Trade flows to Europe fall in Q2 as SMEs look elsewhere

The euro remained UK SMEs’ currency of choice this quarter, however the proportion of currency trades denominated in euros fell sharply, from 49% to just 34% in Q2 as the USD came back into favour.

Despite the immediate uncertainty, UK SMEs continue to trade internationally and explore new export markets with Norway and Canada seeing 25% and 20% increases in payments quarter on quarter respectively.
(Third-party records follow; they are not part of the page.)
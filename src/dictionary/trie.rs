//! Arena-backed prefix trie over remapped dictionary prefixes.
//!
//! Every node lives in a single `Vec<TrieNode>` owned by [`StateTrie`] and is
//! addressed by its [`NodeId`]. Each node except the root is reached by
//! exactly one transition, so the arena always describes a strict tree.
//!
//! Nodes keep the *original* dictionary strings that end on them. After
//! alphabet remapping and prefix truncation several different strings can end
//! on the same node; they are all kept there.

use smallvec::SmallVec;

use crate::index::StateSet;

/// Index of a node inside a [`StateTrie`].
///
/// Node identity is the only notion of equality the automaton uses: two
/// structurally identical nodes are still different states.
#[derive(Debug, Clone, Copy, PartialEq, Eq, PartialOrd, Ord, Hash)]
pub struct NodeId(usize);

impl NodeId {
    /// The root node of every trie.
    pub const ROOT: NodeId = NodeId(0);

    /// Position of this node in the arena.
    #[inline]
    pub fn index(self) -> usize {
        self.0
    }
}

type TermId = usize;

/// Container that stays unallocated until its first element arrives.
///
/// Most trie nodes are leaves without strings, or inner nodes without
/// strings, so allocating both vectors eagerly would waste memory.
#[derive(Debug, Clone, Default)]
enum Slots<T> {
    #[default]
    Empty,
    Allocated(Vec<T>),
}

impl<T> Slots<T> {
    #[inline]
    fn as_slice(&self) -> &[T] {
        match self {
            Slots::Empty => &[],
            Slots::Allocated(items) => items,
        }
    }

    #[inline]
    fn allocated(&mut self) -> &mut Vec<T> {
        if let Slots::Empty = self {
            *self = Slots::Allocated(Vec::new());
        }
        match self {
            Slots::Allocated(items) => items,
            Slots::Empty => unreachable!("slots allocated above"),
        }
    }
}

/// A node of the indexing trie.
#[derive(Debug, Clone, Default)]
pub struct TrieNode {
    /// Outgoing transitions sorted by label, at most one per label
    transitions: Slots<(char, NodeId)>,
    /// Original strings ending here
    strings: Slots<TermId>,
    depth: usize,
}

impl TrieNode {
    fn with_depth(depth: usize) -> Self {
        TrieNode {
            depth,
            ..TrieNode::default()
        }
    }

    /// Child reached through `label`, if any.
    #[inline]
    pub fn child(&self, label: char) -> Option<NodeId> {
        let edges = self.transitions.as_slice();
        edges
            .binary_search_by_key(&label, |&(l, _)| l)
            .ok()
            .map(|pos| edges[pos].1)
    }

    /// Outgoing `(label, child)` pairs in label order.
    #[inline]
    pub fn edges(&self) -> impl Iterator<Item = (char, NodeId)> + '_ {
        self.transitions.as_slice().iter().copied()
    }

    /// Number of outgoing transitions.
    pub fn edge_count(&self) -> usize {
        self.transitions.as_slice().len()
    }

    /// Distance from the root in transitions.
    #[inline]
    pub fn depth(&self) -> usize {
        self.depth
    }

    /// Whether any dictionary string ends on this node.
    pub fn has_strings(&self) -> bool {
        !self.strings.as_slice().is_empty()
    }
}

/// Prefix trie owning its nodes and the original dictionary strings.
#[derive(Debug, Clone)]
pub struct StateTrie {
    nodes: Vec<TrieNode>,
    terms: Vec<Box<str>>,
}

impl StateTrie {
    /// Create a trie holding only an empty root.
    pub fn new() -> Self {
        StateTrie {
            nodes: vec![TrieNode::with_depth(0)],
            terms: Vec::new(),
        }
    }

    /// The root node.
    #[inline]
    pub fn root(&self) -> NodeId {
        NodeId::ROOT
    }

    /// Borrow a node.
    ///
    /// # Panics
    ///
    /// Panics if `id` does not belong to this trie.
    #[inline]
    pub fn node(&self, id: NodeId) -> &TrieNode {
        &self.nodes[id.0]
    }

    /// Child of `node` reached through `label`, if any.
    #[inline]
    pub fn child(&self, node: NodeId, label: char) -> Option<NodeId> {
        self.node(node).child(label)
    }

    /// Child of `node` reached through `label`, allocating an empty one if
    /// the transition does not exist yet.
    pub fn get_or_create_child(&mut self, node: NodeId, label: char) -> NodeId {
        let parent = &self.nodes[node.0];
        let pos = match parent
            .transitions
            .as_slice()
            .binary_search_by_key(&label, |&(l, _)| l)
        {
            Ok(pos) => return parent.transitions.as_slice()[pos].1,
            Err(pos) => pos,
        };

        let child = NodeId(self.nodes.len());
        let depth = parent.depth + 1;
        self.nodes.push(TrieNode::with_depth(depth));
        self.nodes[node.0]
            .transitions
            .allocated()
            .insert(pos, (label, child));
        child
    }

    /// Attach an original string to `node`.
    ///
    /// Returns `false` if the node already holds an equal string, in which
    /// case nothing changes.
    pub fn add_string(&mut self, node: NodeId, original: &str) -> bool {
        let terms = &self.terms;
        let present = self.nodes[node.0]
            .strings
            .as_slice()
            .iter()
            .any(|&id| &*terms[id] == original);
        if present {
            return false;
        }

        let id = self.terms.len();
        self.terms.push(original.into());
        self.nodes[node.0].strings.allocated().push(id);
        true
    }

    /// Walk (and extend) the path spelled by `labels` from the root, then
    /// attach `original` to the node it ends on.
    pub fn insert<I>(&mut self, labels: I, original: &str) -> NodeId
    where
        I: IntoIterator<Item = char>,
    {
        let mut node = self.root();
        for label in labels {
            node = self.get_or_create_child(node, label);
        }
        self.add_string(node, original);
        node
    }

    /// Original strings ending on `node`, in insertion order.
    pub fn strings(&self, node: NodeId) -> impl Iterator<Item = &str> + '_ {
        self.node(node)
            .strings
            .as_slice()
            .iter()
            .map(move |&id| &*self.terms[id])
    }

    /// Outgoing `(label, child)` pairs of `node`.
    #[inline]
    pub fn edges(&self, node: NodeId) -> impl Iterator<Item = (char, NodeId)> + '_ {
        self.node(node).edges()
    }

    /// Depth of `node` below the root.
    #[inline]
    pub fn depth(&self, node: NodeId) -> usize {
        self.node(node).depth
    }

    /// Every node reachable from `node` through zero or more child
    /// transitions, each costing one, starting at `current_distance` and
    /// never exceeding `max_distance`.
    ///
    /// The result is empty when `current_distance > max_distance`, and is
    /// exactly `{node: d}` when both distances equal `d`.
    pub fn reachable_states(&self, node: NodeId, current_distance: usize, max_distance: usize) -> StateSet {
        let mut states = StateSet::new();
        self.add_reachable_states(node, current_distance, max_distance, &mut states);
        states
    }

    /// Accumulating form of [`reachable_states`](Self::reachable_states).
    ///
    /// A node whose stored cost does not improve is not expanded again, so
    /// `states` must only contain entries that were themselves added by this
    /// method (their subtrees are then already present at lower or equal
    /// cost).
    pub fn add_reachable_states(
        &self,
        node: NodeId,
        current_distance: usize,
        max_distance: usize,
        states: &mut StateSet,
    ) {
        if current_distance > max_distance {
            return;
        }

        let mut pending: SmallVec<[(NodeId, usize); 16]> = SmallVec::new();
        pending.push((node, current_distance));

        while let Some((id, cost)) = pending.pop() {
            if !states.relax(id, cost) || cost == max_distance {
                continue;
            }
            for (_, child) in self.edges(id) {
                pending.push((child, cost + 1));
            }
        }
    }

    /// Total number of nodes, root included.
    pub fn node_count(&self) -> usize {
        self.nodes.len()
    }

    /// Number of distinct original strings.
    pub fn term_count(&self) -> usize {
        self.terms.len()
    }

    /// All original strings in insertion order.
    pub fn terms(&self) -> impl Iterator<Item = &str> + '_ {
        self.terms.iter().map(|t| &**t)
    }
}

impl Default for StateTrie {
    fn default() -> Self {
        Self::new()
    }
}
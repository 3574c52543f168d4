//! Endpoint signal handler
//!
//! Feeds the endpoint tracker with syscall deltas between scrape passes:
//! listen exit events open an endpoint, close/shutdown of a listening
//! socket retire it. Connection-socket close events (those with a peer)
//! belong to the network handler and are ignored here.

use std::sync::Arc;

use spyglass_common::{EventType, RawEvent};

use crate::config::ConfigHandle;
use crate::dispatch::{HandleResult, SignalHandler};
use crate::endpoints::{EndpointId, EndpointTracker};
use crate::event::EventExtractor;
use crate::net::{L4Proto, Role};
use crate::stats::PipelineStats;

pub struct EndpointSignalHandler {
    extractor: EventExtractor,
    tracker: Arc<EndpointTracker>,
    config: Arc<ConfigHandle>,
    stats: Arc<PipelineStats>,
}

impl EndpointSignalHandler {
    pub fn new(
        extractor: EventExtractor,
        tracker: Arc<EndpointTracker>,
        config: Arc<ConfigHandle>,
        stats: Arc<PipelineStats>,
    ) -> Self {
        Self {
            extractor,
            tracker,
            config,
            stats,
        }
    }
}

impl SignalHandler for EndpointSignalHandler {
    fn name(&self) -> &'static str {
        "endpoint"
    }

    fn relevant_events(&self) -> &'static [EventType] {
        &[
            EventType::ListenExit,
            EventType::CloseExit,
            EventType::ShutdownExit,
        ]
    }

    fn handle(&mut self, evt: &RawEvent) -> HandleResult {
        let is_add = match self.extractor.event_type(evt) {
            Some(EventType::ListenExit) => true,
            Some(EventType::CloseExit) | Some(EventType::ShutdownExit) => false,
            _ => return HandleResult::Ignored,
        };

        match self.extractor.res(evt) {
            Some(res) if res >= 0 => {}
            _ => return HandleResult::Ignored,
        }

        let Some(fd) = self.extractor.fd_info(evt) else {
            return HandleResult::Ignored;
        };
        // A listening socket has no peer; a close with a connected client
        // side is a connection event, not an endpoint one.
        if fd.role != Some(Role::Server) || !fd.client.is_unspecified() || fd.client.port != 0 {
            return HandleResult::Ignored;
        }
        if !matches!(fd.proto, L4Proto::Tcp | L4Proto::Udp) {
            PipelineStats::bump(&self.stats.unsupported_proto);
            return HandleResult::Ignored;
        }

        let Some(container_id) = self.extractor.container_id(evt) else {
            PipelineStats::bump(&self.stats.no_container);
            return HandleResult::Ignored;
        };

        let id = EndpointId {
            container_id,
            endpoint: fd.server,
            proto: fd.proto,
        };

        let originator = (is_add && self.config.load().processes_listening_on_port)
            .then(|| self.extractor.process_info(evt));

        self.tracker
            .update_endpoint(id, self.extractor.ts_micros(evt), is_add, originator);
        HandleResult::Processed
    }
}
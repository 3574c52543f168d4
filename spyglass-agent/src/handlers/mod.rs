//! Signal handlers
//!
//! Each handler translates one family of syscall events into tracker
//! updates. They are registered with the [`crate::dispatch::SignalRegistry`]
//! at startup; the self-check handler removes itself after its one-shot
//! verification.

pub mod endpoint;
pub mod network;
pub mod self_check;

pub use endpoint::EndpointSignalHandler;
pub use network::NetworkSignalHandler;
pub use self_check::SelfCheckNetworkHandler;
Commenting on this quarter’s Global Trade Barometer, Jeremy Cook, Chief Economist at World First said: “Friday 24th June will go down in history as the one of the worst days in sterling’s history, following huge fluctuations as Brexiteers eventually won the day. It may also prove to be a pivotal day for the UK’s importers and exporters, with the latter rubbing their hands with glee whilst many of the former would have been left with their head in their hands. Now more than ever, businesses need a currency strategy to help them mitigate the risks to their business of future volatility, as we believe that volatility, uncertainty and fear is here to stay. .”     

UK SMEs concerned about future prospects following Brexit decision

A significant portion (46%) of SMEs disagreed with the statement that the outcome of the EU referendum vote had been positive for their business’ future prospects, whilst only 29% agreed (a further 25% said that they still didn’t know).

Perhaps having been negatively impacted by a movement in rates, there has been a 7 percentage point increase (Q1 7% v Q2 14%) in the number of SMEs saying that they are not confident in their business’ ability to manage currency risks.

Jeremy Cook added: “It is easy to get swept up in all the apparent doom and gloom as the UK wrestles with its political and economic future, but this is an opportunity for some businesses to flourish. Exporters have seen their price competitiveness improve in light of the recent fall of the pound and a cheaper sterling could allow for an investment boost. The focus for UK SMEs should be to implement a ‘fix-it’ currency strategy and protect themselves from any future volatility.” 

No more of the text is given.